**WHAT THE TASK REQUIRES**
Your task is to copy every line below that contains the word "select".

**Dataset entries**
————————
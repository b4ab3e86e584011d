//! # Sync Engine
//!
//! Runs the incremental sync, one cycle at a time:
//!
//! ```text
//! Idle -> Listing -> Diffing -> PerActivity(fetch, encode, upload, mark) -> Persisting -> Idle
//! ```
//!
//! An activity id enters the [`SyncRecord`] only after its route file was
//! uploaded. Anything that goes wrong for one activity leaves it unsynced for
//! the next cycle (or, for malformed data, skipped for the rest of the
//! process) and the cycle moves on. Authentication failures and an exhausted
//! rate budget stop the remaining activities, but the record is still
//! persisted with whatever was uploaded before.

use std::collections::HashSet;
use std::future::Future;
use std::pin::pin;
use std::sync::Arc;
use std::time::Duration;

use chrono::{DateTime, Duration as ChronoDuration, Utc};
use futures::stream::{self, StreamExt, TryStreamExt};
use log::{debug, error, info, warn};

use crate::auth::TokenRefresher;
use crate::config::{
    PersistMode, DEFAULT_ERROR_BACKOFF_MAX_SECS, DEFAULT_ERROR_BACKOFF_SECS,
    DEFAULT_SYNC_INTERVAL_SECS,
};
use crate::error::{Result, SyncError};
use crate::gpx;
use crate::sink::FileSink;
use crate::source::{ActivityApi, ActivitySource};
use crate::state::{RemoteStateStore, SyncRecord};
use crate::storage::StorageApi;
use crate::transport::RetryPolicy;
use crate::ActivitySummary;

/// Where the engine is within a cycle.
#[derive(Debug, Clone, Copy, PartialEq, Eq)]
pub enum CyclePhase {
    Idle,
    Listing,
    Diffing,
    PerActivity,
    Persisting,
}

/// Result of syncing one activity.
#[derive(Debug, Clone)]
pub enum ActivityOutcome {
    /// Uploaded to `path`
    Synced { id: String, path: String },
    /// Malformed data, not retried during this process
    Skipped { id: String, reason: String },
    /// Transient failure, retried next cycle
    Failed { id: String, reason: String },
    /// Failure that stops the rest of the cycle
    Halted { id: String, error: SyncError },
}

/// Summary of one cycle.
#[derive(Debug, Clone, Default, PartialEq)]
pub struct CycleReport {
    /// Activities returned by the listing
    pub listed: usize,
    /// Activities not yet synced when the cycle started
    pub pending: usize,
    pub synced: Vec<String>,
    pub skipped: Vec<String>,
    pub failed: Vec<String>,
    /// Set when the cycle stopped (or never started) because of the rate limit
    pub deferred_until: Option<DateTime<Utc>>,
}

/// Orchestrates source, encoder, sink and state store.
pub struct SyncEngine<A, T, S> {
    source: ActivitySource<A, T>,
    sink: FileSink<S>,
    store: RemoteStateStore<S>,
    target_folder: String,
    interval: Duration,
    error_backoff: Duration,
    error_backoff_max: Duration,
    persist_mode: PersistMode,
    // Activities with malformed data, skipped until restart
    skipped: HashSet<String>,
    phase: CyclePhase,
}

impl<A, T, S> SyncEngine<A, T, S>
where
    A: ActivityApi,
    T: TokenRefresher,
    S: StorageApi,
{
    /// Create an engine writing route files and state into `target_folder`.
    pub fn new(source: ActivitySource<A, T>, storage: Arc<S>, target_folder: &str) -> Self {
        Self {
            source,
            sink: FileSink::new(Arc::clone(&storage)),
            store: RemoteStateStore::new(storage, target_folder),
            target_folder: target_folder.to_string(),
            interval: Duration::from_secs(DEFAULT_SYNC_INTERVAL_SECS),
            error_backoff: Duration::from_secs(DEFAULT_ERROR_BACKOFF_SECS),
            error_backoff_max: Duration::from_secs(DEFAULT_ERROR_BACKOFF_MAX_SECS),
            persist_mode: PersistMode::default(),
            skipped: HashSet::new(),
            phase: CyclePhase::Idle,
        }
    }

    pub fn with_persist_mode(mut self, persist_mode: PersistMode) -> Self {
        self.persist_mode = persist_mode;
        self
    }

    pub fn with_interval(mut self, interval: Duration) -> Self {
        self.interval = interval;
        self
    }

    /// Pause after an aborted cycle. It doubles with every further aborted
    /// cycle up to `max` and drops back to the interval after a cycle that
    /// completes.
    pub fn with_error_backoff(mut self, initial: Duration, max: Duration) -> Self {
        self.error_backoff = initial;
        self.error_backoff_max = max.max(initial);
        self
    }

    /// Retry policy for every storage request (state and uploads).
    pub fn with_storage_retry(mut self, retry: RetryPolicy) -> Self {
        self.sink = self.sink.with_retry_policy(retry);
        self.store = self.store.with_retry_policy(retry);
        self
    }

    pub fn phase(&self) -> CyclePhase {
        self.phase
    }

    pub fn source(&self) -> &ActivitySource<A, T> {
        &self.source
    }

    pub fn store(&self) -> &RemoteStateStore<S> {
        &self.store
    }

    pub fn target_folder(&self) -> &str {
        &self.target_folder
    }

    /// Ids skipped for malformed data since the engine was created.
    pub fn skipped_ids(&self) -> &HashSet<String> {
        &self.skipped
    }

    /// Run cycles until `shutdown` completes, sleeping the configured
    /// interval in between, or the error backoff after an aborted cycle.
    ///
    /// A shutdown during a cycle abandons it; everything persisted so far
    /// stays valid.
    pub async fn run<F>(&mut self, shutdown: F)
    where
        F: Future<Output = ()>,
    {
        let mut shutdown = pin!(shutdown);
        info!(
            "[SyncEngine] Syncing into {} every {}s",
            self.target_folder,
            self.interval.as_secs()
        );

        let mut backoff = self.error_backoff;
        loop {
            let result = tokio::select! {
                _ = &mut shutdown => None,
                result = self.run_cycle() => Some(result),
            };
            let Some(result) = result else {
                info!("[SyncEngine] Shutdown requested, abandoning cycle in progress");
                break;
            };
            log_cycle(&result);

            let pause = if result.is_ok() {
                backoff = self.error_backoff;
                self.interval
            } else {
                let pause = backoff;
                backoff = backoff.saturating_mul(2).min(self.error_backoff_max);
                pause
            };
            info!("[SyncEngine] Waiting {}s until next sync", pause.as_secs());
            tokio::select! {
                _ = &mut shutdown => {
                    info!("[SyncEngine] Shutdown requested");
                    break;
                }
                _ = tokio::time::sleep(pause) => {}
            }
        }
    }

    /// Run one full cycle.
    ///
    /// Errors mean the cycle was aborted: authentication failed, or the
    /// record could not be loaded or saved. Per-activity failures are in the
    /// report instead.
    pub async fn run_cycle(&mut self) -> Result<CycleReport> {
        let result = self.cycle().await;
        self.enter(CyclePhase::Idle);
        result
    }

    async fn cycle(&mut self) -> Result<CycleReport> {
        let mut report = CycleReport::default();

        if let Some(until) = self.store.load_backoff().await {
            if until > Utc::now() {
                warn!(
                    "[SyncEngine] Backoff in effect until {}, skipping cycle",
                    until.to_rfc3339()
                );
                report.deferred_until = Some(until);
                return Ok(report);
            }
        }

        // The record lives in the target folder, so it must exist before the
        // first save
        self.sink.ensure_folder(&self.target_folder).await?;
        let mut record = self.store.load().await?;

        self.enter(CyclePhase::Listing);
        let listed: Vec<ActivitySummary> =
            match self.source.list_activities(None).try_collect().await {
                Ok(listed) => listed,
                Err(SyncError::RateLimitExceeded { retry_after }) => {
                    report.deferred_until = Some(self.defer(retry_after).await);
                    return Ok(report);
                }
                Err(e) => return Err(e),
            };
        report.listed = listed.len();

        self.enter(CyclePhase::Diffing);
        let pending = self.diff(listed, &record);
        report.pending = pending.len();
        info!(
            "[SyncEngine] {} activities listed, {} already synced, {} to sync",
            report.listed,
            record.len(),
            report.pending
        );

        self.enter(CyclePhase::PerActivity);
        let halted = self.process(pending, &mut record, &mut report).await;

        self.enter(CyclePhase::Persisting);
        self.store.save(&record).await?;

        match halted {
            Some(SyncError::RateLimitExceeded { retry_after }) => {
                report.deferred_until = Some(self.defer(retry_after).await);
                Ok(report)
            }
            Some(e) => Err(e),
            None => Ok(report),
        }
    }

    /// Listed activities not in the record and not skipped, in listing order.
    fn diff(&self, listed: Vec<ActivitySummary>, record: &SyncRecord) -> Vec<ActivitySummary> {
        // Pages can shift while listing, repeating an entry
        let mut seen = HashSet::new();
        listed
            .into_iter()
            .filter(|summary| seen.insert(summary.id.clone()))
            .filter(|summary| !record.contains(&summary.id) && !self.skipped.contains(&summary.id))
            .collect()
    }

    /// Sync pending activities one after another. Returns the error that
    /// halted the cycle, if any.
    async fn process(
        &mut self,
        pending: Vec<ActivitySummary>,
        record: &mut SyncRecord,
        report: &mut CycleReport,
    ) -> Option<SyncError> {
        let total = pending.len();
        let mut halted = None;
        let mut newly_skipped = Vec::new();

        {
            let this = &*self;
            let mut outcomes = pin!(stream::iter(pending)
                .enumerate()
                .then(|(i, summary)| this.sync_one(summary, i + 1, total)));

            while let Some(outcome) = outcomes.next().await {
                match outcome {
                    ActivityOutcome::Synced { id, path } => {
                        info!("[SyncEngine] Synced activity {} to {}", id, path);
                        record.mark_synced(id.clone());
                        report.synced.push(id);
                        if this.persist_mode == PersistMode::PerActivity {
                            if let Err(e) = this.store.save(record).await {
                                // The end-of-cycle save tries again
                                warn!("[SyncEngine] Could not persist progress: {}", e);
                            }
                        }
                    }
                    ActivityOutcome::Skipped { id, reason } => {
                        warn!("[SyncEngine] Skipping activity {}: {}", id, reason);
                        newly_skipped.push(id.clone());
                        report.skipped.push(id);
                    }
                    ActivityOutcome::Failed { id, reason } => {
                        warn!(
                            "[SyncEngine] Activity {} failed, will retry next cycle: {}",
                            id, reason
                        );
                        report.failed.push(id);
                    }
                    ActivityOutcome::Halted { id, error } => {
                        error!(
                            "[SyncEngine] Stopping cycle at activity {}: {}",
                            id, error
                        );
                        report.failed.push(id);
                        halted = Some(error);
                        break;
                    }
                }
            }
        }

        self.skipped.extend(newly_skipped);
        halted
    }

    async fn sync_one(
        &self,
        summary: ActivitySummary,
        position: usize,
        total: usize,
    ) -> ActivityOutcome {
        info!(
            "[SyncEngine] Syncing activity {} ({}) [{}/{}]",
            summary.id, summary.name, position, total
        );
        let id = summary.id;
        match self.transfer(&id).await {
            Ok(path) => ActivityOutcome::Synced { id, path },
            Err(e @ SyncError::Encoding { .. }) => ActivityOutcome::Skipped {
                id,
                reason: e.to_string(),
            },
            Err(e) if e.aborts_cycle() => ActivityOutcome::Halted { id, error: e },
            Err(e) => ActivityOutcome::Failed {
                id,
                reason: e.to_string(),
            },
        }
    }

    /// Fetch, encode and upload one activity.
    async fn transfer(&self, id: &str) -> Result<String> {
        let activity = self.source.fetch_activity_detail(id).await?;
        let file = gpx::encode(&activity)?;
        self.sink.upload(&self.target_folder, &file).await
    }

    /// Persist a backoff marker `retry_after` from now.
    async fn defer(&self, retry_after: Duration) -> DateTime<Utc> {
        let until = Utc::now()
            + ChronoDuration::from_std(retry_after).unwrap_or_else(|_| ChronoDuration::days(1));
        if let Err(e) = self.store.save_backoff(until).await {
            warn!("[SyncEngine] Could not persist backoff marker: {}", e);
        }
        until
    }

    fn enter(&mut self, phase: CyclePhase) {
        debug!("[SyncEngine] {:?} -> {:?}", self.phase, phase);
        self.phase = phase;
    }
}

fn log_cycle(result: &Result<CycleReport>) {
    match result {
        Ok(report) if report.deferred_until.is_some() => {
            warn!(
                "[SyncEngine] Cycle deferred by rate limit until {} ({} synced before stopping)",
                report
                    .deferred_until
                    .map(|t| t.to_rfc3339())
                    .unwrap_or_default(),
                report.synced.len()
            );
        }
        Ok(report) => {
            info!(
                "[SyncEngine] Cycle complete: {} listed, {} pending, {} synced, {} skipped, {} failed",
                report.listed,
                report.pending,
                report.synced.len(),
                report.skipped.len(),
                report.failed.len()
            );
        }
        Err(e) => error!("[SyncEngine] Cycle aborted: {}", e),
    }
}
————————
**EXERCISE RESULT**
            let result = tokio::select! {
            tokio::select! {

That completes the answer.